Dr. Robert Asten: I see the dollar.
Dr. R. Quincy,: That is also right. That's what happens when you get too close to money. You can't see the good you're doing or can do with it. And that's what's happening to you, sir!

Winslow: Hanover, I'll be back at nineteen hundred hours on Thursday.
Dr. Emily Hanover: I beg your pardon?
Winslow: Oh, sorry. Seven o'clock.
[She starts to leave]
Dr. R. Quincy,: Winslow, were you ever in the service?
Winslow: United States Marine Corps, Gunnery Sergeant, MOS thirty-five twenty-nine, Motor Transport.
Dr. R. Quincy,: [She walks out the door and Quincy turns to Hanover] Gunnery Sergeant, that's what I figured. You're getting us married by a *Marine*!

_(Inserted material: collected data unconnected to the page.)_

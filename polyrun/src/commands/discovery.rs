//! Discovery and inspection commands.

use anyhow::Result;
use owo_colors::OwoColorize;
use polyrun_core::{Workspace, WorkspaceId};

use crate::formatting::{
    print_link_table, print_section_header, print_warning, print_workspace_table, SectionStyle,
};

use super::{runtime, Context};

pub fn cmd_list(ctx: &Context, json: bool) -> Result<()> {
    let (config, graph) = ctx.load()?;
    let selection = runtime()?.block_on(ctx.select(&graph, &config))?;

    let workspaces: Vec<&Workspace> = selection
        .ordered(&graph)
        .into_iter()
        .map(|id| graph.get(id).as_ref())
        .collect();

    if json {
        println!("{}", serde_json::to_string_pretty(&workspaces)?);
        return Ok(());
    }

    print_section_header("Workspaces", SectionStyle::Primary);
    if workspaces.is_empty() {
        print_warning("No workspaces selected");
    } else {
        let mut sorted = workspaces;
        sorted.sort_by(|a, b| a.name.cmp(&b.name));
        print_workspace_table(&sorted);
    }
    println!();

    Ok(())
}

pub fn cmd_graph(ctx: &Context, json: bool, dot: bool) -> Result<()> {
    let (_, graph) = ctx.load()?;

    if dot {
        print!("{}", graph.to_dot());
        return Ok(());
    }

    let name = |id: WorkspaceId| graph.get(id).name.as_str();

    if json {
        let order: Vec<&str> = graph.topological_order().iter().map(|id| name(*id)).collect();
        let links: Vec<serde_json::Value> = graph
            .links()
            .iter()
            .map(|link| {
                serde_json::json!({
                    "dependent": name(link.dependent),
                    "dependency": name(link.dependency),
                    "type": link.dependency_type,
                    "id": link.id,
                    "spec": link.spec,
                })
            })
            .collect();
        let data = serde_json::json!({
            "workspaces": order,
            "links": links,
            "cycles": graph.cycles(),
        });
        println!("{}", serde_json::to_string_pretty(&data)?);
        return Ok(());
    }

    println!("{}", "[Dependency Graph]".bold().cyan());
    println!();

    if graph.links().is_empty() {
        println!("  {} No links between workspaces", "WARNING:".yellow());
        println!();
        return Ok(());
    }

    let rows: Vec<Vec<String>> = graph
        .topological_order()
        .iter()
        .flat_map(|id| graph.links_from(*id, false, None))
        .map(|link| {
            vec![
                name(link.dependent).to_string(),
                name(link.dependency).to_string(),
                link.dependency_type.to_string(),
                link.spec.to_string(),
            ]
        })
        .collect();
    print_link_table(&["Workspace", "Depends on", "Section", "Range"], rows);
    println!();

    Ok(())
}
//! Workspace dependency graph and concurrent execution engine for monorepos.

pub mod config;
pub mod error;
pub mod graph;
pub mod orchestrator;
pub mod registry;
pub mod scanner;
pub mod selection;
pub mod spec;
pub mod status;
pub mod workspace;

pub use config::{Config, RegistryConfig, RunConfig};
pub use error::{Error, Result};
pub use graph::{Graph, LinkFilter, WorkspaceLink};
pub use orchestrator::{ExecutionMode, Orchestrator, TaskFailure, TaskOutcome};
pub use registry::{NpmRegistry, Registry};
pub use scanner::Scanner;
pub use selection::{Combine, Filter, Selection};
pub use spec::DependencySpec;
pub use status::{summarize, Severity, Status, Summary, SummaryLine};
pub use workspace::{DependencyMaps, DependencyType, Workspace, WorkspaceId};
//! Repository scanner for discovering workspaces.

use std::collections::HashMap;
use std::path::{Path, PathBuf};

use globset::{GlobBuilder, GlobSet, GlobSetBuilder};
use rayon::prelude::*;
use serde::Deserialize;
use tracing::{debug, warn};
use walkdir::{DirEntry, WalkDir};

use crate::error::{Error, Result};
use crate::workspace::{DependencyMaps, Workspace};

const MANIFEST: &str = "package.json";

#[derive(Debug, Deserialize)]
#[serde(untagged)]
enum WorkspacesField {
    Globs(Vec<String>),
    Object {
        #[serde(default)]
        packages: Vec<String>,
    },
}

impl WorkspacesField {
    fn patterns(&self) -> &[String] {
        match self {
            WorkspacesField::Globs(globs) => globs,
            WorkspacesField::Object { packages } => packages,
        }
    }
}

/// The parts of a `package.json` the scanner reads.
#[derive(Debug, Deserialize)]
struct PackageManifest {
    name: Option<String>,
    version: Option<String>,
    #[serde(default)]
    private: bool,
    #[serde(default)]
    keywords: Vec<String>,
    workspaces: Option<WorkspacesField>,
    #[serde(flatten)]
    dependencies: DependencyMaps,
}

/// Scans a repository for workspaces.
///
/// The root `package.json` is itself a workspace; its `workspaces` field
/// lists globs for the others.
pub struct Scanner {
    root: PathBuf,
}

impl Scanner {
    pub fn new(root: impl AsRef<Path>) -> Self {
        Self {
            root: root.as_ref().to_path_buf(),
        }
    }

    /// Discovers every workspace, root first, then the rest sorted by name.
    ///
    /// # Errors
    ///
    /// Returns an error if the root manifest is missing or any manifest
    /// cannot be parsed.
    pub fn scan(&self) -> Result<Vec<Workspace>> {
        let root_manifest = self.root.join(MANIFEST);
        if !root_manifest.exists() {
            return Err(Error::ManifestNotFound(root_manifest));
        }

        let (root_value, root) = read_manifest(&root_manifest)?;
        let patterns: Vec<String> = root
            .workspaces
            .as_ref()
            .map(|w| w.patterns().to_vec())
            .unwrap_or_default();

        let root_name = root.name.clone().unwrap_or_else(|| {
            self.root
                .file_name()
                .map(|n| n.to_string_lossy().to_string())
                .unwrap_or_else(|| "root".to_string())
        });
        let root_workspace =
            into_workspace(root_name, &self.root, PathBuf::new(), root, root_value)
                .with_root(true);

        let directories = self.workspace_directories(&patterns)?;
        debug!(
            patterns = patterns.len(),
            candidates = directories.len(),
            "Resolved workspace directories"
        );

        let discovered: Result<Vec<Option<Workspace>>> = directories
            .into_par_iter()
            .map(|relative| {
                let directory = self.root.join(&relative);
                let path = directory.join(MANIFEST);
                let (value, manifest) = read_manifest(&path)?;
                let Some(name) = manifest.name.clone() else {
                    warn!("Skipping {}: manifest has no name", path.display());
                    return Ok(None);
                };
                Ok(Some(into_workspace(
                    name, &directory, relative, manifest, value,
                )))
            })
            .collect();

        let mut workspaces: Vec<Workspace> = discovered?.into_iter().flatten().collect();
        workspaces.sort_by(|a, b| a.name.cmp(&b.name));
        workspaces.insert(0, root_workspace);

        let mut seen: HashMap<&str, &Path> = HashMap::with_capacity(workspaces.len());
        for workspace in &workspaces {
            if let Some(first) = seen.insert(workspace.name.as_str(), workspace.directory.as_path()) {
                return Err(Error::DuplicateWorkspace {
                    name: workspace.name.clone(),
                    first: first.to_path_buf(),
                    second: workspace.directory.clone(),
                });
            }
        }
        Ok(workspaces)
    }

    /// Relative directories matching the patterns that hold a manifest.
    fn workspace_directories(&self, patterns: &[String]) -> Result<Vec<PathBuf>> {
        let (include, exclude) = compile_patterns(patterns)?;
        if include.is_empty() {
            return Ok(Vec::new());
        }

        let mut directories: Vec<PathBuf> = WalkDir::new(&self.root)
            .min_depth(1)
            .into_iter()
            .filter_entry(|entry| !is_ignored(entry))
            .filter_map(|entry| entry.ok())
            .filter(|entry| entry.file_type().is_dir())
            .filter_map(|entry| {
                let relative = entry.path().strip_prefix(&self.root).ok()?.to_path_buf();
                let rendered = to_slash(&relative);
                (include.is_match(&rendered) && !exclude.is_match(&rendered))
                    .then_some(relative)
            })
            .filter(|relative| self.root.join(relative).join(MANIFEST).is_file())
            .collect();
        directories.sort();
        Ok(directories)
    }
}

fn is_ignored(entry: &DirEntry) -> bool {
    let name = entry.file_name().to_string_lossy();
    entry.file_type().is_dir() && (name == "node_modules" || name.starts_with('.'))
}

fn compile_patterns(patterns: &[String]) -> Result<(GlobSet, GlobSet)> {
    let mut include = GlobSetBuilder::new();
    let mut exclude = GlobSetBuilder::new();
    for pattern in patterns {
        let (builder, pattern) = match pattern.strip_prefix('!') {
            Some(negated) => (&mut exclude, negated),
            None => (&mut include, pattern.as_str()),
        };
        let pattern = pattern.trim_start_matches("./").trim_end_matches('/');
        if pattern.is_empty() {
            continue;
        }
        builder.add(GlobBuilder::new(pattern).literal_separator(true).build()?);
    }
    Ok((include.build()?, exclude.build()?))
}

fn to_slash(path: &Path) -> String {
    path.components()
        .map(|c| c.as_os_str().to_string_lossy())
        .collect::<Vec<_>>()
        .join("/")
}

fn read_manifest(path: &Path) -> Result<(serde_json::Value, PackageManifest)> {
    let content = std::fs::read_to_string(path)?;
    let value: serde_json::Value = serde_json::from_str(&content).map_err(|error| Error::Json {
        error,
        context: path.display().to_string(),
    })?;
    let manifest: PackageManifest =
        serde_json::from_value(value.clone()).map_err(|e| Error::InvalidManifest {
            path: path.to_path_buf(),
            message: e.to_string(),
        })?;
    Ok((value, manifest))
}

fn into_workspace(
    name: String,
    directory: &Path,
    relative: PathBuf,
    manifest: PackageManifest,
    value: serde_json::Value,
) -> Workspace {
    let version = manifest
        .version
        .filter(|v| match semver::Version::parse(v) {
            Ok(_) => true,
            Err(e) => {
                warn!(workspace = %name, "Ignoring invalid version '{}': {}", v, e);
                false
            }
        });

    let mut workspace = Workspace::new(name, directory)
        .with_relative_dir(relative)
        .with_private(manifest.private)
        .with_keywords(manifest.keywords)
        .with_manifest(value);
    workspace.version = version;
    workspace.dependencies = manifest.dependencies;
    workspace
}
//! Host side of the bootloader protocol.

use core::fmt::Debug;
use core::marker::PhantomData;

use embedded_hal::blocking::delay::DelayMs;
use embedded_hal::serial::{Read, Write};

use crate::memory::AddressStatus;
use crate::protect::ProtectionMode;
use crate::protocol::{Request, BL_ACK, BL_NACK, MAX_WRITE_CHUNK, RX_LEN};
use crate::{Error, Options};

pub struct Programmer<P, D, E> {
    options: Options,
    port: P,
    delay: D,
    _err: PhantomData<E>,
}

impl<P, D, E> Programmer<P, D, E>
where
    P: Read<u8, Error = E> + Write<u8, Error = E>,
    D: DelayMs<u32>,
    E: Debug,
{
    /// Create a new programmer instance
    pub fn new(port: P, delay: D, options: Options) -> Self {
        Self {
            options,
            port,
            delay,
            _err: PhantomData,
        }
    }

    /// Fetch the bootloader version byte
    pub fn version(&mut self) -> Result<u8, Error<E>> {
        let mut v = [0u8; 1];
        self.command_exact(Request::GetVersion, &mut v)?;
        Ok(v[0])
    }

    /// Fetch the list of supported command codes
    pub fn help(&mut self) -> Result<Vec<u8>, Error<E>> {
        let mut buf = [0u8; u8::MAX as usize];
        let n = self.command(Request::GetHelp, &mut buf)?;
        Ok(buf[..n].to_vec())
    }

    /// Fetch the 12 bit chip ID
    pub fn chip_id(&mut self) -> Result<u16, Error<E>> {
        let mut b = [0u8; 2];
        self.command_exact(Request::GetChipId, &mut b)?;
        Ok(u16::from_le_bytes(b))
    }

    /// Fetch the read protection level
    pub fn rdp_level(&mut self) -> Result<u8, Error<E>> {
        let mut b = [0u8; 1];
        self.command_exact(Request::GetRdpStatus, &mut b)?;
        Ok(b[0])
    }

    /// Ask the bootloader to jump to `address`.
    ///
    /// On success the device has left the bootloader.
    pub fn go(&mut self, address: u32) -> Result<AddressStatus, Error<E>> {
        let mut b = [0u8; 1];
        self.command_exact(Request::GoToAddress { address }, &mut b)?;

        match b[0] {
            0x00 => Ok(AddressStatus::Valid),
            0x01 => Ok(AddressStatus::Invalid),
            other => Err(Error::InvalidResponse(other)),
        }
    }

    /// Erase `count` sectors from `sector` (`0xFF` for mass erase),
    /// returning the flash status byte
    pub fn erase(&mut self, sector: u8, count: u8) -> Result<u8, Error<E>> {
        let mut b = [0u8; 1];
        self.command_exact(Request::FlashErase { sector, count }, &mut b)?;
        Ok(b[0])
    }

    /// Write `data` at `address`, split into as many frames as needed.
    ///
    /// Stops at the first non-zero status and returns it. `progress` is
    /// called with the byte count of each completed chunk.
    pub fn write_memory<F>(
        &mut self,
        address: u32,
        data: &[u8],
        mut progress: F,
    ) -> Result<u8, Error<E>>
    where
        F: FnMut(usize),
    {
        for (i, chunk) in data.chunks(MAX_WRITE_CHUNK).enumerate() {
            let a = address.wrapping_add((i * MAX_WRITE_CHUNK) as u32);
            debug!("Writing {} bytes at {:#010x}", chunk.len(), a);

            let mut b = [0u8; 1];
            self.command_exact(
                Request::MemWrite {
                    address: a,
                    data: chunk,
                },
                &mut b,
            )?;

            if b[0] != 0 {
                warn!("Write at {:#010x} failed with status {:#04x}", a, b[0]);
                return Ok(b[0]);
            }
            progress(chunk.len());
        }

        Ok(0)
    }

    /// Protect the sectors set in `sectors`
    pub fn enable_protection(
        &mut self,
        sectors: u16,
        mode: ProtectionMode,
    ) -> Result<u8, Error<E>> {
        let mut b = [0u8; 1];
        self.command_exact(
            Request::EnableRwProtect {
                sectors,
                mode: mode as u8,
            },
            &mut b,
        )?;
        Ok(b[0])
    }

    /// Remove all sector protection
    pub fn disable_protection(&mut self) -> Result<u8, Error<E>> {
        let mut b = [0u8; 1];
        self.command_exact(Request::DisableRwProtect, &mut b)?;
        Ok(b[0])
    }

    /// Read the protection half-word: `nWRP` bits and `SPRMOD` in bit 15
    pub fn protection_status(&mut self) -> Result<u16, Error<E>> {
        let mut b = [0u8; 2];
        self.command_exact(Request::ReadSectorProtectionStatus, &mut b)?;
        Ok(u16::from_le_bytes(b))
    }

    /// Issue a command whose result must fill `data` exactly
    fn command_exact(&mut self, request: Request, data: &mut [u8]) -> Result<(), Error<E>> {
        let n = self.command(request, data)?;
        if n != data.len() {
            return Err(Error::UnexpectedLength {
                expected: data.len(),
                actual: n,
            });
        }
        Ok(())
    }

    /// Issue a command and read its result into `data`
    pub fn command(&mut self, request: Request, data: &mut [u8]) -> Result<usize, Error<E>> {
        let mut frame = [0u8; RX_LEN];
        let n = match request.encode(&mut frame) {
            Some(n) => n,
            None => {
                let len = match request {
                    Request::MemWrite { data, .. } => data.len(),
                    _ => 0,
                };
                return Err(Error::PayloadTooLong(len));
            }
        };

        debug!("Sending {:?}", request.command());
        trace!("Frame: {}", hex::encode(&frame[..n]));

        for b in &frame[..n] {
            block!(self.port.write(*b))?;
        }
        block!(self.port.flush())?;

        let len = self.await_ack()? as usize;
        if len > data.len() {
            // Consume the result so the next command starts in sync
            for _ in 0..len {
                self.read_byte()?;
            }
            return Err(Error::UnexpectedLength {
                expected: data.len(),
                actual: len,
            });
        }

        for b in data[..len].iter_mut() {
            *b = self.read_byte()?;
        }

        Ok(len)
    }

    /// Await `ACK` and return the follow length
    fn await_ack(&mut self) -> Result<u8, Error<E>> {
        match self.read_byte()? {
            BL_ACK => {
                debug!("Received bootloader ack");
                self.read_byte()
            }
            BL_NACK => {
                debug!("Received bootloader nack");
                Err(Error::Nack)
            }
            v => {
                debug!("Received unexpected value: 0x{:x}", v);
                Err(Error::InvalidResponse(v))
            }
        }
    }

    fn read_byte(&mut self) -> Result<u8, Error<E>> {
        let mut t = 0;

        loop {
            // Attempt to read from serial port
            match self.port.read() {
                Err(nb::Error::WouldBlock) => (),
                Err(nb::Error::Other(e)) => return Err(e.into()),
                Ok(v) => return Ok(v),
            };

            // Wait for delay period
            self.delay.delay_ms(self.options.poll_delay_ms);
            t += self.options.poll_delay_ms;

            if t > self.options.response_timeout_ms {
                error!("Receive timeout");
                return Err(Error::ResponseTimeout);
            }
        }
    }
}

[addressing a group of police recruits]
Dr. R. Quincy,: Gentlemen, you are about to enter the most important and fascinating sphere of police work: the world of forensic medicine, where untold victims of many homicides will reach back from the grave and point back a finger accusingly at their assailant.

Dr. R. Quincy,: Who are "they"? I really want to know. We're always told to watch out for "them"; we're being protected from "them." Maybe if we were told the facts, we could decide what is safe and what isn't.
Arthur: We The People?
Dr. R. Quincy,: Yes, We The People!

Dr. R. Quincy,: [after learning the office of medical quality assurance won't assist him in his investigation against Shafer] You mean one death? Is that enough? What do we have to do? Hang around until he bags the limit?